Она была жутко тяжелая, хоть и прилегала неплотно, потому что бойцы шли в архив этим же путем. Но отчаяние и чувство неотвратимой опасности придали ему сил, и он смог сдвинуть крышку в сторону.
В легкие Полищука хлынул холодный ночной воздух. Он выбрался на улицу и оглянулся.
В нескольких шагах от него стояли две машины с работающими моторами. Дверца одной из них приоткрылась. Полищук попятился, и тут из-за угла стремительно выехала черная иномарка с затемненными стеклами. Машина поравнялась с Полищуком, дверца приоткрылась.
— Скорее! — раздался шепот из салона.
Раздумывать было некогда, и Полищук буквально влетел внутрь. На полном ходу машина завернула за угол, потом еще и еще...
— Погони нет? — спросил у водителя спокойный голос с заднего сиденья.
— Нет, — водитель покосился в зеркало заднего вида, — они не успели развернуться.
Услышав голос с заднего сиденья, Полищук похолодел и пожалел, что не сдался группе захвата там, в архиве. Он предпочел бы сейчас встретиться с кем угодно, но только не с этим человеком...
— Ну что, Виктор, — снова раздался тот же спокойный голос; — нашел деньги?
— Нет, господин Фан, — в голосе Полищука появилась какая-то холуйская суетливость, — я почти добрался до них, но тут появились эфэсбэшники.
— Да, Виктор, к сожалению, у тебя все и всегда получается «почти». Ты сумел почти ограбить собственный концерн..., почти стать его президентом..., почти вернуть эти деньги, но не концерну, а себе лично..., и ты даже сумел почти обмануть меня. А ты знаешь, как я не люблю, когда меня обманывают. Я думаю, ты слышал, что я очень сурово наказываю тех, кто пытается меня обмануть. Теперь ты узнаешь это не понаслышке.
— К четвертой больнице! — скомандовал он водителю.
Полишук покрылся холодным потом. Он хотел было говорить, убеждать Ли Фана, но понял, что не может произнести ни слова.
Машина долго ехала по городу, потом по темному шоссе и свернула к четвертой больнице.
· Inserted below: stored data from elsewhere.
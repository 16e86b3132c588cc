use formpilot_core::{JobId, ProgressEvent};
use std::collections::HashMap;
use tokio::sync::{broadcast, Mutex};

/// Per-job fan-out of [`ProgressEvent`]s.
///
/// Publishing never waits on subscribers: a subscriber that falls more than
/// `capacity` events behind skips ahead (`RecvError::Lagged`) and can always
/// fall back to polling the job status.
pub struct ProgressBus {
    channels: Mutex<HashMap<JobId, broadcast::Sender<ProgressEvent>>>,
    capacity: usize,
}

impl ProgressBus {
    pub fn new(capacity: usize) -> Self {
        Self {
            channels: Mutex::new(HashMap::new()),
            capacity: capacity.max(1),
        }
    }

    pub async fn open(&self, job_id: &str) {
        let mut channels = self.channels.lock().await;
        channels
            .entry(job_id.to_string())
            .or_insert_with(|| broadcast::channel(self.capacity).0);
    }

    /// Returns the number of subscribers reached.
    pub async fn publish(&self, event: ProgressEvent) -> usize {
        let channels = self.channels.lock().await;
        match channels.get(&event.job_id) {
            Some(tx) => tx.send(event).unwrap_or(0),
            None => 0,
        }
    }

    /// `None` once the job's channel has been closed.
    pub async fn subscribe(&self, job_id: &str) -> Option<broadcast::Receiver<ProgressEvent>> {
        self.channels
            .lock()
            .await
            .get(job_id)
            .map(broadcast::Sender::subscribe)
    }

    /// Drop the sender; receivers drain what is buffered, then see `Closed`.
    pub async fn close(&self, job_id: &str) {
        self.channels.lock().await.remove(job_id);
    }
}
use std::path::PathBuf;

#[derive(Debug, Clone)]
pub struct Paths {
    pub base: PathBuf,
}

impl Paths {
    pub fn new() -> Self {
        let base = dirs::home_dir()
            .map(|h| h.join(".formpilot"))
            .unwrap_or_else(|| PathBuf::from(".formpilot"));
        Self { base }
    }

    pub fn with_base(base: PathBuf) -> Self {
        Self { base }
    }

    pub fn config_file(&self) -> PathBuf {
        self.base.join("config.json")
    }

    pub fn logs_dir(&self) -> PathBuf {
        self.base.join("logs")
    }

    /// Default root for disposable browser profiles. Profiles are scratch
    /// space, so they live under the system temp dir rather than `base`.
    pub fn default_profile_root(&self) -> PathBuf {
        std::env::temp_dir().join("formpilot-profiles")
    }

    pub fn ensure_dirs(&self) -> std::io::Result<()> {
        std::fs::create_dir_all(&self.base)?;
        std::fs::create_dir_all(self.logs_dir())?;
        Ok(())
    }
}

impl Default for Paths {
    fn default() -> Self {
        Self::new()
    }
}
Главные ворота были закрыты, но с боковой стороны, когда шофер вышел из машины и нажал кнопку, открылся проем, достаточный для того, чтобы проехала машина. Территория больницы была засажена деревьями, только начавшими распускать почки. Машина свернула на узкую подъездную дорожку и остановилась у длинного строения барачного типа. Полишук впал в апатию, он позволил шоферу и вышедшему из дома человеку подхватить себя под руки и втащить по ступенькам. «Лаборатория...» — успел прочитать он на старой вывеске у входа. Какая это была лаборатория, он не увидел, да и незачем было, потому что он знал, что из этого здания больше не выйдет никогда. Он вдохнул весенний воздух и скосил глаза на Ли Фана. Китаец равнодушно отвернулся. Дверь за Полищуком захлопнулась.
— Теперь — налево, — громким шепотом командовал замыкающий ползущее общество Сергей.
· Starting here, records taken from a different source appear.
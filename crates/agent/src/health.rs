use crate::engine::{AutomationEngine, EngineHealth};
use crate::registry::JobSummary;
use formpilot_browser::BrowserLauncher;
use serde::Serialize;
use tracing::{debug, warn};

/// Readiness report served on `/health` and printed by `doctor`.
#[derive(Debug, Clone, Serialize)]
#[serde(rename_all = "camelCase")]
pub struct HealthReport {
    /// Engine configured and reachable, browser available.
    pub ready: bool,
    pub engine: EngineHealth,
    pub browser_available: bool,
    pub jobs: JobSummary,
    pub checked_at: chrono::DateTime<chrono::Utc>,
}

impl HealthReport {
    pub fn problems(&self) -> Vec<String> {
        let mut problems = Vec::new();
        if !self.engine.configured {
            problems.push("automation engine is not configured".to_string());
        } else if !self.engine.reachable {
            problems.push(format!("automation engine: {}", self.engine.detail));
        }
        if !self.browser_available {
            problems.push("no browser executable found".to_string());
        }
        problems
    }
}

pub struct HealthChecker;

impl HealthChecker {
    pub async fn check(
        engine: &dyn AutomationEngine,
        launcher: &dyn BrowserLauncher,
        jobs: JobSummary,
    ) -> HealthReport {
        let engine = engine.health().await;
        let browser_available = launcher.is_available();
        let report = HealthReport {
            ready: engine.configured && engine.reachable && browser_available,
            engine,
            browser_available,
            jobs,
            checked_at: chrono::Utc::now(),
        };

        if report.ready {
            debug!("Health check passed");
        } else {
            warn!(problems = ?report.problems(), "Health check found problems");
        }
        report
    }
}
Он полз последним и, сверяясь с планом, сообщал направление Ирине, а она, дергая Катьку за ногу, передавала его вперед, возглавлявшей процессию Жанне. Катерина, как обычно, громко вздыхала, тратила массу сил и каждые пять минут останавливалась, чтобы сообщить, что дальше она уже точно не пролезет. Тем не менее они как-то двигались вперед. Жанна не капризничала, хоть на ее долю и приходилась вся пыль, скопившаяся в вентиляции за много лет.
Казалось, их мучениям не будет конца, но при очередной остановке для уточнения маршрута Сергей сказал:
— Все. Впереди, в трех метрах перед Жанной отверстие, оно выходит в комнату первого этажа.
— Вижу слабый свет, — донеслось от Жанны.
Катерина облегченно застыла на месте, пока Ирина толчками не заставила ее проползти еще несколько метров, чтобы, как выразился Сергей, осуществить рокировку. В результате такой операции Сергей оказался первым. Он уперся руками и выбил ногами решетку. Она с жутким грохотом свалилась на пол. Сергей спрыгнул за ней, приказав дамам не рыпаться.